# Activity
Reproduce exactly the lines of the material beneath, from the line that contains "metrics to zero." to the line that contains "#[derive(Debug, Clone, Copy, PartialEq, Eq)]", both included, and no other lines.

=== Section Start ===

//! Observability metrics for guarded writes.
//!
//! Provides counters describing what the guard accepted, clipped and dropped.

use std::sync::atomic::{AtomicU64, Ordering};
use std::sync::Arc;

/// Metrics tracking constraint guard statistics.
///
/// All metrics use atomic operations for thread-safe updates and reads.
/// Cloning shares the counters, so one `GuardMetrics` can be handed to
/// every guard in a session to observe totals across events.
#[derive(Debug, Clone)]
pub struct GuardMetrics {
    inner: Arc<MetricsInner>,
}

#[derive(Debug, Default)]
struct MetricsInner {
    /// Attributes stored
    attributes_added: AtomicU64,
    /// Metrics stored
    metrics_added: AtomicU64,
    /// Writes ignored because the key already existed
    duplicates_ignored: AtomicU64,
    /// Writes ignored because key or value was missing
    invalid_inputs: AtomicU64,
    /// Writes dropped because the event was full
    capacity_drops: AtomicU64,
    /// Keys or values clipped before storing
    truncations: AtomicU64,
    /// Record failures swallowed by the guard
    failures: AtomicU64,
}

impl GuardMetrics {
    /// Create a new metrics tracker.
    pub fn new() -> Self {
        Self {
            inner: Arc::new(MetricsInner::default()),
        }
    }

    pub(crate) fn record_attribute_added(&self) {
        self.inner.attributes_added.fetch_add(1, Ordering::Relaxed);
    }

    pub(crate) fn record_metric_added(&self) {
        self.inner.metrics_added.fetch_add(1, Ordering::Relaxed);
    }

    pub(crate) fn record_duplicate(&self) {
        self.inner.duplicates_ignored.fetch_add(1, Ordering::Relaxed);
    }

    pub(crate) fn record_invalid_input(&self) {
        self.inner.invalid_inputs.fetch_add(1, Ordering::Relaxed);
    }

    pub(crate) fn record_capacity_drop(&self) {
        self.inner.capacity_drops.fetch_add(1, Ordering::Relaxed);
    }

    pub(crate) fn record_truncation(&self) {
        self.inner.truncations.fetch_add(1, Ordering::Relaxed);
    }

    pub(crate) fn record_failure(&self) {
        self.inner.failures.fetch_add(1, Ordering::Relaxed);
    }

    /// Get the number of attributes stored.
    pub fn attributes_added(&self) -> u64 {
        self.inner.attributes_added.load(Ordering::Relaxed)
    }

    /// Get the number of metrics stored.
    pub fn metrics_added(&self) -> u64 {
        self.inner.metrics_added.load(Ordering::Relaxed)
    }

    /// Get the number of duplicate writes ignored.
    pub fn duplicates_ignored(&self) -> u64 {
        self.inner.duplicates_ignored.load(Ordering::Relaxed)
    }

    /// Get the number of writes with a missing key or value.
    pub fn invalid_inputs(&self) -> u64 {
        self.inner.invalid_inputs.load(Ordering::Relaxed)
    }

    /// Get the number of writes dropped at capacity.
    pub fn capacity_drops(&self) -> u64 {
        self.inner.capacity_drops.load(Ordering::Relaxed)
    }

    /// Get the number of truncated writes.
    pub fn truncations(&self) -> u64 {
        self.inner.truncations.load(Ordering::Relaxed)
    }

    /// Get the number of swallowed record failures.
    pub fn failures(&self) -> u64 {
        self.inner.failures.load(Ordering::Relaxed)
    }

    /// Get a snapshot of all metrics.
    pub fn snapshot(&self) -> GuardMetricsSnapshot {
        GuardMetricsSnapshot {
            attributes_added: self.attributes_added(),
            metrics_added: self.metrics_added(),
            duplicates_ignored: self.duplicates_ignored(),
            invalid_inputs: self.invalid_inputs(),
            capacity_drops: self.capacity_drops(),
            truncations: self.truncations(),
            failures: self.failures(),
        }
    }

    /// Reset all metrics to zero.
    pub fn reset(&self) {
        self.inner.attributes_added.store(0, Ordering::Relaxed);
        self.inner.metrics_added.store(0, Ordering::Relaxed);
        self.inner.duplicates_ignored.store(0, Ordering::Relaxed);
        self.inner.invalid_inputs.store(0, Ordering::Relaxed);
        self.inner.capacity_drops.store(0, Ordering::Relaxed);
        self.inner.truncations.store(0, Ordering::Relaxed);
        self.inner.failures.store(0, Ordering::Relaxed);
    }
}

impl Default for GuardMetrics {
    fn default() -> Self {
        Self::new()
    }
}

/// A point-in-time snapshot of guard metrics.
#[derive(Debug, Clone, Copy, PartialEq, Eq)]
pub struct GuardMetricsSnapshot {
    /// Attributes stored
    pub attributes_added: u64,
    /// Metrics stored
    pub metrics_added: u64,
    /// Writes ignored because the key already existed
    pub duplicates_ignored: u64,
    /// Writes ignored because key or value was missing
    pub invalid_inputs: u64,
    /// Writes dropped because the event was full
    pub capacity_drops: u64,
    /// Keys or values clipped before storing
    pub truncations: u64,
    /// Record failures swallowed by the guard
    pub failures: u64,
}

impl GuardMetricsSnapshot {
    /// Total entries stored (attributes + metrics).
    pub fn total_added(&self) -> u64 {
        self.attributes_added.saturating_add(self.metrics_added)
    }

    /// Total writes that left the event unchanged.
    pub fn total_dropped(&self) -> u64 {
        self.duplicates_ignored
            .saturating_add(self.invalid_inputs)
            .saturating_add(self.capacity_drops)
            .saturating_add(self.failures)
    }

    /// Ratio of dropped writes to all writes (0.0 to 1.0).
    ///
    /// Returns 0.0 if nothing has been written.
    pub fn drop_rate(&self) -> f64 {
        let dropped = self.total_dropped();
        let total = self.total_added().saturating_add(dropped);
        if total == 0 {
            0.0
        } else {
            dropped as f64 / total as f64
        }
    }
}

=== Section End ===

# Task result
    /// Reset all metrics to zero.
    pub fn reset(&self) {
        self.inner.attributes_added.store(0, Ordering::Relaxed);
        self.inner.metrics_added.store(0, Ordering::Relaxed);
        self.inner.duplicates_ignored.store(0, Ordering::Relaxed);
        self.inner.invalid_inputs.store(0, Ordering::Relaxed);
        self.inner.capacity_drops.store(0, Ordering::Relaxed);
        self.inner.truncations.store(0, Ordering::Relaxed);
        self.inner.failures.store(0, Ordering::Relaxed);
    }
}

impl Default for GuardMetrics {
    fn default() -> Self {
        Self::new()
    }
}

/// A point-in-time snapshot of guard metrics.
#[derive(Debug, Clone, Copy, PartialEq, Eq)]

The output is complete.